THE TASK: Your answer must be a single number: how many lines in the records include the word "ChatMode".

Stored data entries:
::::::
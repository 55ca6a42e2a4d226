//! Client configuration.

use secrecy::SecretString;
use std::collections::HashMap;
use std::time::Duration;

use crate::error::GeminiError;

/// HTTP behavior knobs for the provider boundary.
#[derive(Debug, Clone)]
pub struct HttpConfig {
    /// Request timeout.
    pub timeout: Option<Duration>,
    /// Connection timeout.
    pub connect_timeout: Option<Duration>,
    /// Custom headers attached to every request.
    pub headers: HashMap<String, String>,
}

impl Default for HttpConfig {
    fn default() -> Self {
        Self {
            timeout: Some(Duration::from_secs(60)),
            connect_timeout: Some(Duration::from_secs(10)),
            headers: HashMap::new(),
        }
    }
}

/// Tuning for the deep-research poll loop.
#[derive(Debug, Clone)]
pub struct ResearchConfig {
    /// Fixed base interval between polls.
    pub poll_interval: Duration,
    /// Backoff ceiling while the remote phase is unchanged.
    pub max_poll_interval: Duration,
    /// Consecutive poll failures tolerated before giving up.
    pub max_poll_failures: u32,
    /// Overall wall-clock bound for one research task.
    pub max_task_duration: Duration,
}

impl Default for ResearchConfig {
    fn default() -> Self {
        Self {
            poll_interval: Duration::from_secs(3),
            max_poll_interval: Duration::from_secs(30),
            max_poll_failures: 5,
            // Research mode's documented upper bound is on the order of
            // tens of minutes.
            max_task_duration: Duration::from_secs(45 * 60),
        }
    }
}

/// Configuration for the orchestration core.
#[derive(Clone)]
pub struct GeminiConfig {
    /// API key for authentication (securely stored).
    pub api_key: SecretString,
    /// Base URL for the Gemini API.
    pub base_url: String,
    /// Default model to use.
    pub model: String,
    /// HTTP behavior.
    pub http: HttpConfig,
    /// Deep-research poll tuning.
    pub research: ResearchConfig,
    /// Maximum URL-context references resolved per request.
    pub max_context_urls: usize,
    /// Maximum agentic rounds (model-call / tool-result cycles) per turn.
    pub max_agentic_rounds: usize,
    /// Number of related-question suggestions derived after finalize.
    pub related_question_count: usize,
    /// Soft context budget used by the token estimator.
    pub model_max_tokens: u64,
}

impl std::fmt::Debug for GeminiConfig {
    fn fmt(&self, f: &mut std::fmt::Formatter<'_>) -> std::fmt::Result {
        use secrecy::ExposeSecret;
        f.debug_struct("GeminiConfig")
            .field("api_key_present", &(!self.api_key.expose_secret().is_empty()))
            .field("base_url", &self.base_url)
            .field("model", &self.model)
            .field("http", &self.http)
            .field("research", &self.research)
            .field("max_context_urls", &self.max_context_urls)
            .field("max_agentic_rounds", &self.max_agentic_rounds)
            .finish()
    }
}

impl Default for GeminiConfig {
    fn default() -> Self {
        Self {
            api_key: SecretString::from(String::new()),
            base_url: "https://generativelanguage.googleapis.com/v1beta".to_string(),
            model: "gemini-2.5-flash".to_string(),
            http: HttpConfig::default(),
            research: ResearchConfig::default(),
            max_context_urls: 5,
            max_agentic_rounds: 8,
            related_question_count: 3,
            model_max_tokens: 1_000_000,
        }
    }
}

impl GeminiConfig {
    /// Create a configuration with the given API key.
    pub fn new(api_key: impl Into<String>) -> Self {
        Self {
            api_key: SecretString::from(api_key.into()),
            ..Default::default()
        }
    }

    /// Load the API key from `GEMINI_API_KEY`.
    pub fn from_env() -> Result<Self, GeminiError> {
        let key = std::env::var("GEMINI_API_KEY")
            .map_err(|_| GeminiError::Auth("GEMINI_API_KEY is not set".into()))?;
        Ok(Self::new(key))
    }

    pub fn with_model(mut self, model: impl Into<String>) -> Self {
        self.model = model.into();
        self
    }

    pub fn with_base_url(mut self, base_url: impl Into<String>) -> Self {
        self.base_url = base_url.into();
        self
    }

    pub fn with_http(mut self, http: HttpConfig) -> Self {
        self.http = http;
        self
    }

    pub fn with_research(mut self, research: ResearchConfig) -> Self {
        self.research = research;
        self
    }

    /// Validate configuration before constructing the shared backend.
    pub fn validate(&self) -> Result<(), GeminiError> {
        use secrecy::ExposeSecret;
        if self.api_key.expose_secret().is_empty() {
            return Err(GeminiError::Auth("API key is empty".into()));
        }
        if self.base_url.is_empty() {
            return Err(GeminiError::Validation("base_url is empty".into()));
        }
        if self.model.is_empty() {
            return Err(GeminiError::Validation("model is empty".into()));
        }
        Ok(())
    }
}

#[cfg(test)]
mod tests {
    use super::*;

    #[test]
    fn debug_does_not_leak_api_key() {
        let config = GeminiConfig::new("super-secret");
        let rendered = format!("{config:?}");
        assert!(!rendered.contains("super-secret"));
    }

    #[test]
    fn validate_requires_key() {
        assert!(GeminiConfig::default().validate().is_err());
        assert!(GeminiConfig::new("k").validate().is_ok());
    }
}
//! Built-in functions registered once at process start.
//!
//! These cover the two tools every deployment gets for free: a calculator
//! for arithmetic the model should not do in-weights, and a date/time
//! utility so answers about "now" are grounded in wall-clock time.

use std::sync::Arc;

use async_trait::async_trait;
use chrono::Utc;
use serde_json::{Value, json};

use super::{FunctionHandler, FunctionRegistry, RegisteredFunction};
use crate::error::GeminiError;
use crate::types::FunctionDeclaration;

/// Register the built-in tools into `registry`.
///
/// Called exactly once from the composition root; built-ins are not
/// removable at runtime.
pub fn register_builtins(registry: &mut FunctionRegistry) -> Result<(), GeminiError> {
    registry.register(RegisteredFunction::new(
        FunctionDeclaration {
            name: "calculator".into(),
            description: "Evaluates a basic arithmetic expression (+, -, *, /, parentheses)".into(),
            parameters: json!({
                "type": "object",
                "properties": {
                    "expression": {
                        "type": "string",
                        "description": "Arithmetic expression, e.g. \"(2 + 3) * 4\""
                    }
                },
                "required": ["expression"]
            }),
        },
        Arc::new(Calculator),
    ))?;

    registry.register(RegisteredFunction::new(
        FunctionDeclaration {
            name: "current_datetime".into(),
            description: "Returns the current date and time in UTC".into(),
            parameters: json!({
                "type": "object",
                "properties": {
                    "format": {
                        "type": "string",
                        "enum": ["iso", "unix", "human"],
                        "description": "Output format, defaults to iso"
                    }
                }
            }),
        },
        Arc::new(CurrentDatetime),
    ))?;

    Ok(())
}

struct Calculator;

#[async_trait]
impl FunctionHandler for Calculator {
    async fn call(&self, args: Value) -> Result<Value, GeminiError> {
        let expression = args
            .get("expression")
            .and_then(Value::as_str)
            .ok_or_else(|| GeminiError::Validation("missing 'expression'".into()))?;
        let value = eval_expression(expression)?;
        Ok(json!({ "expression": expression, "value": value }))
    }
}

struct CurrentDatetime;

#[async_trait]
impl FunctionHandler for CurrentDatetime {
    async fn call(&self, args: Value) -> Result<Value, GeminiError> {
        let now = Utc::now();
        let format = args.get("format").and_then(Value::as_str).unwrap_or("iso");
        let rendered = match format {
            "unix" => json!(now.timestamp()),
            "human" => json!(now.format("%A, %B %e %Y, %H:%M UTC").to_string()),
            _ => json!(now.to_rfc3339()),
        };
        Ok(json!({ "datetime": rendered }))
    }
}

/// Evaluate `+ - * /` with parentheses and unary minus over f64.
///
/// Recursive descent; no names, no calls, so model-provided input cannot
/// reach anything but arithmetic.
fn eval_expression(input: &str) -> Result<f64, GeminiError> {
    let tokens: Vec<char> = input.chars().filter(|c| !c.is_whitespace()).collect();
    let mut parser = ExprParser { tokens, pos: 0 };
    let value = parser.expr()?;
    if parser.pos != parser.tokens.len() {
        return Err(GeminiError::Validation(format!(
            "unexpected trailing input in expression at position {}",
            parser.pos
        )));
    }
    if !value.is_finite() {
        return Err(GeminiError::Validation(
            "expression result is not a finite number".into(),
        ));
    }
    Ok(value)
}

struct ExprParser {
    tokens: Vec<char>,
    pos: usize,
}

impl ExprParser {
    fn peek(&self) -> Option<char> {
        self.tokens.get(self.pos).copied()
    }

    fn expr(&mut self) -> Result<f64, GeminiError> {
        let mut value = self.term()?;
        while let Some(op @ ('+' | '-')) = self.peek() {
            self.pos += 1;
            let rhs = self.term()?;
            if op == '+' {
                value += rhs;
            } else {
                value -= rhs;
            }
        }
        Ok(value)
    }

    fn term(&mut self) -> Result<f64, GeminiError> {
        let mut value = self.factor()?;
        while let Some(op @ ('*' | '/')) = self.peek() {
            self.pos += 1;
            let rhs = self.factor()?;
            if op == '*' {
                value *= rhs;
            } else {
                if rhs == 0.0 {
                    return Err(GeminiError::Validation("division by zero".into()));
                }
                value /= rhs;
            }
        }
        Ok(value)
    }

    fn factor(&mut self) -> Result<f64, GeminiError> {
        match self.peek() {
            Some('-') => {
                self.pos += 1;
                Ok(-self.factor()?)
            }
            Some('(') => {
                self.pos += 1;
                let value = self.expr()?;
                if self.peek() != Some(')') {
                    return Err(GeminiError::Validation("missing closing parenthesis".into()));
                }
                self.pos += 1;
                Ok(value)
            }
            Some(c) if c.is_ascii_digit() || c == '.' => self.number(),
            other => Err(GeminiError::Validation(format!(
                "unexpected token {other:?} in expression"
            ))),
        }
    }

    fn number(&mut self) -> Result<f64, GeminiError> {
        let start = self.pos;
        while matches!(self.peek(), Some(c) if c.is_ascii_digit() || c == '.') {
            self.pos += 1;
        }
        let text: String = self.tokens[start..self.pos].iter().collect();
        text.parse::<f64>()
            .map_err(|_| GeminiError::Validation(format!("invalid number '{text}'")))
    }
}

#[cfg(test)]
mod tests {
    use super::*;

    #[test]
    fn arithmetic_with_precedence() {
        assert_eq!(eval_expression("2 + 3 * 4").unwrap(), 14.0);
        assert_eq!(eval_expression("(2 + 3) * 4").unwrap(), 20.0);
        assert_eq!(eval_expression("-3 + 10 / 4").unwrap(), -0.5);
        assert_eq!(eval_expression("1.5 * 2").unwrap(), 3.0);
    }

    #[test]
    fn malformed_expressions_are_rejected() {
        assert!(eval_expression("2 +").is_err());
        assert!(eval_expression("(1 + 2").is_err());
        assert!(eval_expression("1 / 0").is_err());
        assert!(eval_expression("import os").is_err());
        assert!(eval_expression("").is_err());
    }

    #[tokio::test]
    async fn builtins_round_trip_through_registry() {
        let registry = FunctionRegistry::with_builtins().unwrap();
        let outcome = registry
            .execute("calculator", json!({ "expression": "6 * 7" }))
            .await;
        match outcome {
            crate::registry::FunctionOutcome::Success(v) => {
                assert_eq!(v["value"], 42.0);
            }
            other => panic!("expected success, got {other:?}"),
        }

        let outcome = registry
            .execute("current_datetime", json!({ "format": "unix" }))
            .await;
        assert!(matches!(
            outcome,
            crate::registry::FunctionOutcome::Success(_)
        ));
    }
}
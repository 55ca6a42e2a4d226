//! Argument validation against declared parameter schemas.
//!
//! Validation walks the full schema (objects, arrays, enums, required
//! fields) via a compiled `jsonschema` validator and fails closed: every
//! violation is collected, not just the first, so the caller can show the
//! complete list.

use crate::error::GeminiError;

/// Outcome of validating arguments against a declaration.
#[derive(Debug, Clone, PartialEq, Eq)]
pub struct ValidationResult {
    pub valid: bool,
    /// One entry per violation, each naming the offending location.
    pub errors: Vec<String>,
}

impl ValidationResult {
    pub fn ok() -> Self {
        Self {
            valid: true,
            errors: Vec::new(),
        }
    }

    pub fn failed(errors: Vec<String>) -> Self {
        Self {
            valid: false,
            errors,
        }
    }

    /// All violations joined for user-facing display.
    pub fn display_message(&self) -> String {
        self.errors.join("; ")
    }
}

/// Compile a parameter schema. A schema that does not compile is a
/// registration-time validation error, not a runtime surprise.
pub fn compile_schema(schema: &serde_json::Value) -> Result<jsonschema::Validator, GeminiError> {
    jsonschema::validator_for(schema)
        .map_err(|e| GeminiError::Validation(format!("invalid parameter schema: {e}")))
}

/// Validate `args` against a compiled schema, collecting every violation.
pub fn validate_args(validator: &jsonschema::Validator, args: &serde_json::Value) -> ValidationResult {
    let errors: Vec<String> = validator
        .iter_errors(args)
        .map(|err| {
            let path = err.instance_path.to_string();
            if path.is_empty() {
                err.to_string()
            } else {
                format!("{}: {}", path.trim_start_matches('/'), err)
            }
        })
        .collect();

    if errors.is_empty() {
        ValidationResult::ok()
    } else {
        ValidationResult::failed(errors)
    }
}
//! Shared data model for the orchestration core.

pub mod events;

pub use events::{EventStream, Phase, StreamEvent, StreamEventData};

use chrono::{DateTime, Utc};
use serde::{Deserialize, Serialize};

/// Role of a conversation turn.
#[derive(Debug, Clone, Copy, PartialEq, Eq, Serialize, Deserialize)]
#[serde(rename_all = "lowercase")]
pub enum Role {
    User,
    Assistant,
}

/// One content part of a turn. Media parts reference either inline bytes
/// (base64 on the wire) or a previously staged file.
#[derive(Debug, Clone, Serialize, Deserialize)]
#[serde(tag = "type", rename_all = "lowercase")]
pub enum ContentPart {
    Text { text: String },
    Image { data: MediaData, mime_type: String },
    Video { data: MediaData, mime_type: String },
    Audio { data: MediaData, mime_type: String },
    Document { data: MediaData, mime_type: String },
}

/// Inline bytes or a staged-file reference.
#[derive(Debug, Clone, Serialize, Deserialize)]
#[serde(untagged)]
pub enum MediaData {
    /// Reference to a file already staged with the provider's file API.
    FileUri { file_uri: String },
    /// Raw bytes, base64-encoded when serialized.
    Inline { base64: String },
}

impl ContentPart {
    /// Convenience constructor for a text part.
    pub fn text(text: impl Into<String>) -> Self {
        Self::Text { text: text.into() }
    }

    /// Image part from raw bytes, base64-encoded for the wire.
    pub fn inline_image(bytes: &[u8], mime_type: impl Into<String>) -> Self {
        use base64::Engine;
        Self::Image {
            data: MediaData::Inline {
                base64: base64::engine::general_purpose::STANDARD.encode(bytes),
            },
            mime_type: mime_type.into(),
        }
    }

    /// Video part referencing a staged file.
    pub fn staged_video(file_uri: impl Into<String>, mime_type: impl Into<String>) -> Self {
        Self::Video {
            data: MediaData::FileUri {
                file_uri: file_uri.into(),
            },
            mime_type: mime_type.into(),
        }
    }

    /// The text of this part, if it is one.
    pub fn as_text(&self) -> Option<&str> {
        match self {
            Self::Text { text } => Some(text),
            _ => None,
        }
    }
}

/// One role-attributed unit of conversation content.
///
/// Well-formed histories alternate user/assistant, but consecutive same-role
/// turns are tolerated everywhere in the core.
#[derive(Debug, Clone, Serialize, Deserialize)]
pub struct ConversationTurn {
    pub role: Role,
    pub parts: Vec<ContentPart>,
}

impl ConversationTurn {
    pub fn user(text: impl Into<String>) -> Self {
        Self {
            role: Role::User,
            parts: vec![ContentPart::text(text)],
        }
    }

    pub fn assistant(text: impl Into<String>) -> Self {
        Self {
            role: Role::Assistant,
            parts: vec![ContentPart::text(text)],
        }
    }

    /// Concatenated text of all text parts.
    pub fn text(&self) -> String {
        self.parts
            .iter()
            .filter_map(ContentPart::as_text)
            .collect::<Vec<_>>()
            .join("\n")
    }
}

/// Reasoning-effort level requested for a turn.
#[derive(Debug, Clone, Copy, PartialEq, Eq, Serialize, Deserialize, Default)]
#[serde(rename_all = "lowercase")]
pub enum ThinkingLevel {
    Minimal,
    Low,
    #[default]
    Medium,
    High,
}

/// Per-request thinking configuration; absent means provider default.
#[derive(Debug, Clone, Copy, Serialize, Deserialize)]
pub struct ThinkingConfig {
    pub level: ThinkingLevel,
    pub include_thoughts: bool,
}

/// Operation mode requested by the transport layer.
#[derive(Debug, Clone, Copy, PartialEq, Eq, Serialize, Deserialize)]
#[serde(rename_all = "kebab-case")]
pub enum ChatMode {
    Standard,
    DeepResearch,
}

/// Inbound request consumed from the transport boundary.
#[derive(Debug, Clone, Serialize, Deserialize)]
pub struct ChatRequest {
    pub conversation: Vec<ConversationTurn>,
    pub mode: ChatMode,
    pub model_id: String,
    #[serde(skip_serializing_if = "Option::is_none")]
    pub thinking_config: Option<ThinkingConfig>,
}

/// A single web source backing part of a generated answer.
#[derive(Debug, Clone, PartialEq, Serialize, Deserialize)]
pub struct GroundingSource {
    pub source_url: String,
    pub title: String,
    /// Answer segments this source supports.
    #[serde(default)]
    pub segments: Vec<String>,
}

/// Web-search grounding attached to an answer.
#[derive(Debug, Clone, Default, PartialEq, Serialize, Deserialize)]
pub struct GroundingMetadata {
    pub sources: Vec<GroundingSource>,
}

/// Declared shape of a callable function.
#[derive(Debug, Clone, Serialize, Deserialize)]
pub struct FunctionDeclaration {
    pub name: String,
    pub description: String,
    /// JSON Schema for the arguments object.
    pub parameters: serde_json::Value,
}

/// Phase of a server-side research task.
#[derive(Debug, Clone, Copy, PartialEq, Eq, Serialize, Deserialize)]
#[serde(rename_all = "lowercase")]
pub enum ResearchPhase {
    Queued,
    Running,
    Thinking,
    Complete,
    Error,
    Cancelled,
}

impl ResearchPhase {
    /// Terminal phases never transition again.
    pub fn is_terminal(&self) -> bool {
        matches!(self, Self::Complete | Self::Error | Self::Cancelled)
    }
}

/// Client-side view of a long-running research task. Resumable from
/// `task_id` alone; the id is opaque beyond string equality.
#[derive(Debug, Clone, Serialize, Deserialize)]
pub struct ResearchTask {
    pub task_id: String,
    pub phase: ResearchPhase,
    pub created_at: DateTime<Utc>,
}

/// A staged file ready to be referenced in a generation request.
#[derive(Debug, Clone, Serialize, Deserialize)]
pub struct FileRef {
    /// Provider-assigned resource name, e.g. `files/abc-123`.
    pub name: String,
    pub uri: String,
    pub mime_type: String,
    pub state: FileState,
}

/// Processing state of a staged file.
#[derive(Debug, Clone, Copy, PartialEq, Eq, Serialize, Deserialize)]
#[serde(rename_all = "SCREAMING_SNAKE_CASE")]
pub enum FileState {
    Processing,
    Active,
    Failed,
}

/// Finish reason reported by the model for one generation round.
#[derive(Debug, Clone, Copy, PartialEq, Eq, Serialize, Deserialize)]
#[serde(rename_all = "snake_case")]
pub enum FinishReason {
    Stop,
    ToolCalls,
    Safety,
    Recitation,
    Length,
    Unknown,
}

/// A tool invocation requested by the model within one agentic round.
#[derive(Debug, Clone, Serialize, Deserialize)]
pub struct ToolCall {
    pub name: String,
    pub args: serde_json::Value,
}

#[cfg(test)]
mod tests {
    use super::*;

    #[test]
    fn turn_text_joins_text_parts_only() {
        let turn = ConversationTurn {
            role: Role::User,
            parts: vec![
                ContentPart::text("hello"),
                ContentPart::Image {
                    data: MediaData::FileUri {
                        file_uri: "files/x".into(),
                    },
                    mime_type: "image/png".into(),
                },
                ContentPart::text("world"),
            ],
        };
        assert_eq!(turn.text(), "hello\nworld");
    }

    #[test]
    fn chat_mode_serializes_kebab_case() {
        assert_eq!(
            serde_json::to_string(&ChatMode::DeepResearch).unwrap(),
            "\"deep-research\""
        );
    }

    #[test]
    fn terminal_phases() {
        assert!(ResearchPhase::Complete.is_terminal());
        assert!(ResearchPhase::Error.is_terminal());
        assert!(ResearchPhase::Cancelled.is_terminal());
        assert!(!ResearchPhase::Thinking.is_terminal());
    }
}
::::::
FINISHED TASK: 3